Welfare, Bertinotti attacca Epifani

Il presidente della Camera contro il segretario della Cgil che, sul referendum tra i lavoratori, aveva chiesto "un passo indietro alla politica": "Non si può ammutolire la dialettica democratica"

Milano - "Io penso che una parte di quello che dice il segretario generale della Cgil sia assolutamente fondato. I lavoratori devono essere nelle condizioni di esprimersi liberamente e ancora di più la politica deve ascoltare il responso dei lavoratori: non capisco però questo discorso del passo indietro...". Così il presidente della Camera, Fausto Bertinotti, risponde a chi gli chiede delle richieste avanzate alla classe politica dal numero uno della Cgil, Guglielmo Epifani di non interferenza nel referendum tra i lavoratori sul protocollo del welfare.

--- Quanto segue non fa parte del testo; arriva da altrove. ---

#[async_trait]
impl FrameSink for SocketSink {
    async fn send(&mut self, frame: Frame) -> Result<(), TransportError> {
        if self.closed {
            return Err(TransportError::Closed);
        }
        let message = match frame {
            Frame::Text(text) => AxumMessage::Text(text.into()),
            Frame::Binary(bytes) => AxumMessage::Binary(bytes.into()),
        };
        self.inner
            .send(message)
            .await
            .map_err(|e| TransportError::Connection(e.to_string()))
    }

    async fn close(&mut self) {
        if self.closed {
            return;
        }
        self.closed = true;
        let _ = self.inner.send(AxumMessage::Close(None)).await;
        let _ = self.inner.close().await;
    }
}

struct SocketStream {
    inner: SplitStream<WebSocket>,
    done: bool,
}

#[async_trait]
impl FrameStream for SocketStream {
    async fn recv(&mut self) -> Option<Result<Frame, TransportError>> {
        if self.done {
            return None;
        }
        loop {
            match self.inner.next().await {
                Some(Ok(AxumMessage::Text(text))) => return Some(Ok(Frame::Text(text.as_str().to_owned()))),
                Some(Ok(AxumMessage::Binary(bytes))) => return Some(Ok(Frame::Binary(bytes.to_vec()))),
                Some(Ok(AxumMessage::Close(_))) | None => {
                    self.done = true;
                    return None;
                }
                Some(Ok(AxumMessage::Ping(_) | AxumMessage::Pong(_))) => {}
                Some(Err(e)) => {
                    self.done = true;
                    return Some(Err(TransportError::Connection(e.to_string())));
                }
            }
        }
    }
}

// ── In-memory transport ────────────────────────────────────────────

/// A connected in-process transport and the peer end that drives it.
pub fn memory_pair() -> (Transport, MemoryPeer) {
    let (to_peer_tx, to_peer_rx) = mpsc::unbounded_channel();
    let (from_peer_tx, from_peer_rx) = mpsc::unbounded_channel();
    let transport = Transport::new(
        MemorySink {
            tx: Some(to_peer_tx),
        },
        MemoryStream {
            rx: from_peer_rx,
            done: false,
        },
    );
    let peer = MemoryPeer {
        tx: from_peer_tx,
        rx: to_peer_rx,
    };
    (transport, peer)
}

/// The far side of a [`memory_pair`]: plays the model, relay or client.
pub struct MemoryPeer {
    tx: mpsc::UnboundedSender<Result<Frame, TransportError>>,
    rx: mpsc::UnboundedReceiver<Frame>,
}

impl MemoryPeer {
    /// Deliver a frame to the transport's stream. False once it was dropped.
    pub fn send(&self, frame: Frame) -> bool {
        self.tx.send(Ok(frame)).is_ok()
    }

    pub fn send_text(&self, text: impl Into<String>) -> bool {
        self.send(Frame::Text(text.into()))
    }

    /// Make the transport's stream report an I/O failure.
    pub fn fail(&self, reason: &str) {
        let _ = self
            .tx
            .send(Err(TransportError::Connection(reason.to_string())));
    }

    /// Next frame sent by the transport; `None` after its sink closed.
    pub async fn recv(&mut self) -> Option<Frame> {
        self.rx.recv().await
    }

    /// Everything the transport has sent so far.
    pub fn drain(&mut self) -> Vec<Frame> {
        let mut frames = Vec::new();
        while let Ok(frame) = self.rx.try_recv() {
            frames.push(frame);
        }
        frames
    }

    /// True once the transport's sink closed or was dropped.
    pub fn is_closed(&self) -> bool {
        self.rx.is_closed()
    }
}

Un sindacato indipendente "Io penso - aggiunge la terza carica dello Stato - che ammutolire la dialettica democratica, sindacale e politica, non faccia bene neanche alla possibilità di libera espressione dei lavoratori: i lavoratori sappiano cosa pensano tutti e poi decidano in proprio". Secondo Bertinotti questa "non è questione di sirene. Io credo - dice - che l’autonomia del sindacato si difende perchè, come diceva Di Vittorio (il padre storico della Cgil), sa essere autonomo dai padroni, dal governo e dai partiti. Non perché i padroni, il governo e i partiti smettano di esistere - conclude Bertinotti - ma perché il sindacato e i lavoratori hanno una capacità di esprimersi autonomamente".